Durante alguns meses, em 2012, os habitantes de Mogadício começaram a acreditar que as coisas iam melhorar. A retirada das unidades do movimento Al-Shabab da capital somali, no ano anterior, havia sido um ponto de virada. Junto com seus guerreiros de rostos mascarados se foram uma série de interpretações rigoristas do islamismo e os combates devastadores com a Amisom, a missão da União Africana para a Somália.
Seria aquela finalmente a oportunidade para o novo governo somali, cujos precedentes haviam sido fracos e corruptos, de reinstaurar a autoridade do Estado, desaparecida vinte anos antes? As solidariedades de clã cederiam lugar a um poder central? Era possível sonhar com isso. Afinal, em Mogadício, a vida começava a voltar ao normal.
Estava se tornando possível ir à praia ou se sentar no terraço de um dos novos restaurantes para admirar o pequeno boom no setor da construção civil. Os otimistas celebravam a decolagem de certas atividades – telefonia, bancos, comércio - , esquecendo-se de que os somalis se destacaram nesses setores ao longo dos vinte últimos anos de suposto "caos".
Em outubro de 2012, oito anos de transição chegaram ao fim. Uma assembleia constituinte trabalhou em um modelo de Estado federal que acomodaria as dinâmicas somalis. Eleições gerais seriam organizadas em 2016. Tudo com um forte apoio internacional, motivado especialmente pelo medo de ver o Al-Shabab instaurar na Somália um emirado, plataforma de diversos movimentos jihadistas.
Para apoiar esse impulso, vindo de fora, um "new deal" foi fechado em meados de setembro em Bruxelas, destinado a injetar 1,8 bilhão de euros para ajudar o governo a se reconstruir e a retomar o controle das zonas conquistadas pela Amisom e seus aliados.

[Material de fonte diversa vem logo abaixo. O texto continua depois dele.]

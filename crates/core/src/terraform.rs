use chrono::{DateTime, Utc};
use serde::{Deserialize, Serialize};

/// A flat keyed scratch entry used by the IaC state-import tooling.
///
/// `key` is unique across the store; `path` is indexed for prefix queries
/// so importers can list everything under a state tree.
#[derive(Debug, Clone, PartialEq, Serialize, Deserialize)]
pub struct TerraformKey {
    /// Unique key.
    pub key: String,

    /// Slash-separated path used for prefix listing.
    pub path: String,

    /// Opaque payload.
    #[serde(default)]
    pub data: serde_json::Map<String, serde_json::Value>,

    /// Opaque metadata.
    #[serde(default)]
    pub metadata: serde_json::Map<String, serde_json::Value>,

    /// When the key was first written.
    pub created_at: DateTime<Utc>,

    /// When the key was last overwritten.
    pub updated_at: DateTime<Utc>,
}

impl TerraformKey {
    /// Create a key written now.
    #[must_use]
    pub fn new(key: impl Into<String>, path: impl Into<String>) -> Self {
        let now = Utc::now();
        Self {
            key: key.into(),
            path: path.into(),
            data: serde_json::Map::new(),
            metadata: serde_json::Map::new(),
            created_at: now,
            updated_at: now,
        }
    }

    /// Set the payload.
    #[must_use]
    pub fn with_data(mut self, data: serde_json::Map<String, serde_json::Value>) -> Self {
        self.data = data;
        self
    }

    /// Set the metadata.
    #[must_use]
    pub fn with_metadata(mut self, metadata: serde_json::Map<String, serde_json::Value>) -> Self {
        self.metadata = metadata;
        self
    }
}
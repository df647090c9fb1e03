use thiserror::Error;

/// Errors that can occur during embedding operations.
#[derive(Debug, Error)]
pub enum EmbeddingError {
    /// An HTTP request failed.
    #[error("HTTP error: {0}")]
    HttpError(String),

    /// The request timed out.
    #[error("embedding request timed out")]
    Timeout,

    /// Failed to parse the API response.
    #[error("parse error: {0}")]
    ParseError(String),

    /// The API returned an error.
    #[error("API error: {0}")]
    ApiError(String),

    /// The provider returned a vector of an unexpected width.
    #[error("embedding dimension {actual} does not match configured {expected}")]
    DimensionMismatch {
        /// The configured dimension.
        expected: usize,
        /// The width the provider returned.
        actual: usize,
    },
}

Soluções africanas para problemas africanos
Foi precipitado achar que o Al-Shabab seria incapaz de levar o país de volta à realidade. O Harakat al-Shabab al-Mujahidin (Movimento da Juventude dos Mujahidin) sofreu várias metamorfoses e graves derrotas nos anos anteriores, combatendo as tropas da Amisom. Os soldados africanos – ugandeses e burundineses durante os duros anos de combate, com a adesão de contingentes de Djibuti e de Serra Leoa, bem como o corpo expedicionário queniano, que tem seus próprios interesses – sofreram grandes perdas, sem revelar quantas, e não hesitaram em usar artilharia em zona urbana.
A Amisom funciona graças aos financiamentos da União Europeia e dos Estados Unidos, que assim delegam uma operação anti-Shabab sem colocar nenhum soldado ocidental em campo, sob pretexto de estar promovendo soluções africanas para os problemas africanos. Depois disso, teoricamente as tropas governamentais somalis deveriam assumir. Mas, como lamenta uma fonte dentro da força pan-africana, "Na verdade, nunca há ninguém por trás". Em outras palavras, nenhum soldado somali. O Exército nacional é uma nova coleção de facções. E a Amisom está no fim de suas capacidades de se desdobrar no local.
Mas embora o Al-Shabab tenha parado com a guerra frontal, ele ataca continuamente, de maneira assimétrica. Eles perderam centenas de homens nos combates em solo, perderam as cidades principais do centro e do sul da Somália. Mas eles se reorganizaram em torno de seu chefe, agora único, Ahmed Abdi "Godane", conhecido como Abou Zubayr.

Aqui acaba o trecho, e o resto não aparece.